11 febrero 2013
12:43 PM ET

El Vaticano celebrará un cónclave para elegir al Papa que sucederá a Benedicto XVI

(CNN) — En un acto inesperado, el papa Benedicto XVI anunció este lunes su renuncia a partir del 28 de febrero. El Vaticano arranca ahora un proceso para elegir al nuevo jefe de la Iglesia católica.

Exponemos a continuación los puntos clave del proceso:

¿Por qué renunció el papa Benedicto XVI?

En su comunicado, Benedicto XVI, quien cumple 86 años en abril, dijo que tenía la certeza “de que mis fuerzas, debido a la edad avanzada, ya no son apropiadas para un adecuado ejercicio del ministerio petrino”.

El vocero del Vaticano, el reverendo Federico Lombardi, dijo que el Papa Benedicto XVI tiene el derecho y en potencia el deber de renunciar. Sin embargo, subrayó que la decisión del Papa no obedeció a algún tipo de presión externa.

¿Cuándo renunciará?

El Papa dijo que renunciará el 28 de febrero a las ocho de la tarde, hora de Roma.

¿Cuándo se elegirá al próximo Papa?

Se celebrará un encuentro del Colegio de Cardenales para elegir al próximo Papa. Al encuentro se le conoce como “cónclave”.

Federico Lombardi, vocero del Vaticano, dijo que habrá elecciones en fecha indefinida de marzo, y anticipó que habrá un nuevo Papa antes de Pascua.
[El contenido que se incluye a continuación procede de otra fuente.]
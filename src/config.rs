use crate::error::{BeatError, Result};
use regex::Regex;
use serde::Deserialize;
use std::collections::HashMap;
use std::path::Path;
use std::sync::LazyLock;
use std::time::Duration;

static ENV_VAR_PATTERN: LazyLock<Regex> = LazyLock::new(|| {
    Regex::new(r"\$\{\??([^}:-]+)(?::-([^}]*))?\}").expect("env var pattern is valid")
});

#[derive(Debug, Deserialize, Clone)]
pub struct Config {
    pub beat: BeatConfig,
    #[serde(default)]
    pub output: OutputConfig,
    #[serde(default)]
    pub http: HttpConfig,
}

#[derive(Debug, Deserialize, Clone)]
pub struct BeatConfig {
    #[serde(with = "humantime_serde", default = "default_period")]
    pub period: Duration,
    #[serde(default)]
    pub bootstrap_servers: String,
    /// Topics to monitor. Absent or empty means every topic known at start-up.
    #[serde(default)]
    pub topics: Option<Vec<String>>,
    /// Groups to monitor. Absent means every group known at start-up; an
    /// explicit empty list monitors no group at all.
    #[serde(default)]
    pub groups: Option<Vec<String>>,
    #[serde(default)]
    pub topic_blacklist: Vec<String>,
    #[serde(default)]
    pub group_blacklist: Vec<String>,
    #[serde(with = "humantime_serde", default = "default_kafka_timeout")]
    pub kafka_timeout: Duration,
    #[serde(default = "default_max_concurrent_fetches")]
    pub max_concurrent_fetches: usize,
    #[serde(default = "default_max_concurrent_groups")]
    pub max_concurrent_groups: usize,
    #[serde(default)]
    pub client_properties: HashMap<String, String>,
}

#[derive(Debug, Deserialize, Clone)]
pub struct OutputConfig {
    /// Write every event as a JSON line to stdout.
    #[serde(default = "default_true")]
    pub stdout: bool,
}

#[derive(Debug, Deserialize, Clone)]
pub struct HttpConfig {
    #[serde(default = "default_true")]
    pub enabled: bool,
    #[serde(default = "default_http_host")]
    pub host: String,
    #[serde(default = "default_http_port")]
    pub port: u16,
}

fn default_period() -> Duration {
    Duration::from_secs(1)
}

fn default_kafka_timeout() -> Duration {
    Duration::from_secs(10)
}

fn default_max_concurrent_fetches() -> usize {
    8
}

fn default_max_concurrent_groups() -> usize {
    4
}

fn default_true() -> bool {
    true
}

fn default_http_host() -> String {
    "0.0.0.0".to_string()
}

fn default_http_port() -> u16 {
    8000
}

impl Default for OutputConfig {
    fn default() -> Self {
        Self { stdout: true }
    }
}

impl Default for HttpConfig {
    fn default() -> Self {
        Self {
            enabled: true,
            host: default_http_host(),
            port: default_http_port(),
        }
    }
}

impl Config {
    pub fn load(path: &str) -> Result<Config> {
        if !Path::new(path).exists() {
            return Err(BeatError::Config(format!(
                "Configuration file not found: {path}"
            )));
        }

        let content = std::fs::read_to_string(path)?;
        Self::from_toml(&content)
    }

    pub fn from_toml(content: &str) -> Result<Config> {
        let content = Self::substitute_env_vars(content);

        let config: Config = toml::from_str(&content)
            .map_err(|e| BeatError::Config(format!("TOML parse error: {e}")))?;

        config.validate()?;
        Ok(config)
    }

    fn substitute_env_vars(content: &str) -> String {
        // ${VAR}, ${?VAR}: value or empty string
        // ${VAR:-default}: value or "default"
        ENV_VAR_PATTERN
            .replace_all(content, |caps: &regex::Captures| {
                let var_name = &caps[1];
                let default_value = caps.get(2).map_or("", |m| m.as_str());
                std::env::var(var_name).unwrap_or_else(|_| default_value.to_string())
            })
            .to_string()
    }

    pub fn validate(&self) -> Result<()> {
        self.beat.validate()
    }
}

impl BeatConfig {
    pub fn validate(&self) -> Result<()> {
        if self.bootstrap_servers.trim().is_empty() {
            return Err(BeatError::Config(
                "bootstrap_servers must name at least one cluster address".to_string(),
            ));
        }

        if self.period.is_zero() {
            return Err(BeatError::Config("period must be greater than zero".to_string()));
        }

        if self.max_concurrent_fetches == 0 || self.max_concurrent_groups == 0 {
            return Err(BeatError::Config(
                "max_concurrent_fetches and max_concurrent_groups must be at least 1".to_string(),
            ));
        }

        self.compile_filters()?;
        Ok(())
    }

    /// Explicitly configured topics, `None` when they must be discovered.
    pub fn explicit_topics(&self) -> Option<&[String]> {
        self.topics
            .as_deref()
            .filter(|topics| !topics.is_empty())
    }

    pub fn explicit_groups(&self) -> Option<&[String]> {
        self.groups.as_deref()
    }

    pub fn compile_filters(&self) -> Result<DiscoveryFilters> {
        let topic_blacklist = self
            .topic_blacklist
            .iter()
            .map(|p| Regex::new(p))
            .collect::<std::result::Result<Vec<_>, _>>()?;

        let group_blacklist = self
            .group_blacklist
            .iter()
            .map(|p| Regex::new(p))
            .collect::<std::result::Result<Vec<_>, _>>()?;

        Ok(DiscoveryFilters {
            topic_blacklist,
            group_blacklist,
        })
    }
}

/// Exclusion patterns applied to discovered topic and group names only.
#[derive(Debug, Clone, Default)]
pub struct DiscoveryFilters {
    pub topic_blacklist: Vec<Regex>,
    pub group_blacklist: Vec<Regex>,
}

impl DiscoveryFilters {
    pub fn keeps_topic(&self, topic: &str) -> bool {
        !self.topic_blacklist.iter().any(|r| r.is_match(topic))
    }

    pub fn keeps_group(&self, group: &str) -> bool {
        !self.group_blacklist.iter().any(|r| r.is_match(group))
    }
}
¿Es normal que los papas renuncien?

Es la primera vez que un Papa renuncia en casi 600 años. El último Papa que renunció fue Gregorio XII en 1415. Dimitió para poner fin al “Gran Cisma de Occidente” durante el cual hubo reclamos entre rivales para ocupar el trono papal.

Según el National Catholic Weekly, los papas modernos han tenido la sensación de que dimitir es algo inaceptable y que podría alentar a las facciones existentes en la Iglesia a presionar a los pontífices para renunciar.

El derecho canónico establece que una renuncia debe hacerse de manera libre y que debe darse a conocer de forma correcta, y que el Papa que dimite debe estar en pleno uno de sus facultades mentales.

¿Qué es el proceso electoral?

Por ley, el cónclave comienza en la Capilla Sixtina. Esa mañana, los cardenales celebrarán la Misa Votiva, Pro Eligendo Papa. Esa tarde, los cardenales comienzan el proceso electoral.

Los cardenales hacen un sorteo para seleccionar a tres miembros que recojan las papeletas de entre los presentes, tres “escrutadores” para contar los votos y a otros tres para revisar los resultados.

Entonces se preparan y distribuyen las papeletas en blanco. Las papeletas son de forma rectangular y debe tener en la parte superior, si es posible de forma impresa, las palabras Eligo in Summum Pontificem, que significa “Elijo como Sumo Pontífice”. Los electores escriben el nombre del candidato en la mitad inferior de la papeleta y la doblan por la mitad.

Después de escribir el nombre de un hombre en su papeleta, cada uno de los cardenales activos, aquellos menores de 80 años, caminan hacia un altar por orden de antigüedad y se compromete a cumplir su deber con integridad. A continuación cada cardenal coloca una papeleta doblada que contiene su elección sobre un pequeño disco elaborado con metal precioso y lo coloca dentro de un cáliz.

Después de que se emiten todos los votos, los escrutadores cuentan los votos y se lee el resultado a los cardenales. Si un cardenal recibe dos tercios más uno de los votos, él es el nuevo Pontífice.

Si no hay un ganador, se lleva a cabo otra votación. Si aún no hay ganador, se programan otras dos votaciones para la tarde.

¿Cómo se difunde el resultado de la votación?

Después de cada recuento de los votos, se queman las papeletas. Si no ha habido un ganador, se mezcla un químico con las papeletas para producir humo negro en el momento en que están siendo quemadas.

La apreciación de humo negro saliendo de la parte superior del Palacio Vaticano dice a los que esperan en la Plaza de San Pedro que todavía no se ha seleccionado a un Papa.

Cuando se ha elegido a un ganador, se queman las papeletas sin otras sustancias, y el humo blanco indica que hay un nuevo Papa.

¿Qué hará el papa Benedicto XVI después de su renuncia?

Lombardi dijo que se prevé que Benedicto XVI dedique su tiempo a la reflexión y la oración.

En su comunicado, el Papa dijo que deseaba “también servir devotamente en el futuro a la Santa Iglesia de Dios por medio de una vida dedicada a la oración".

La Santa Sede dijo que a largo plazo se mudará a un monasterio en el interior del Vaticano.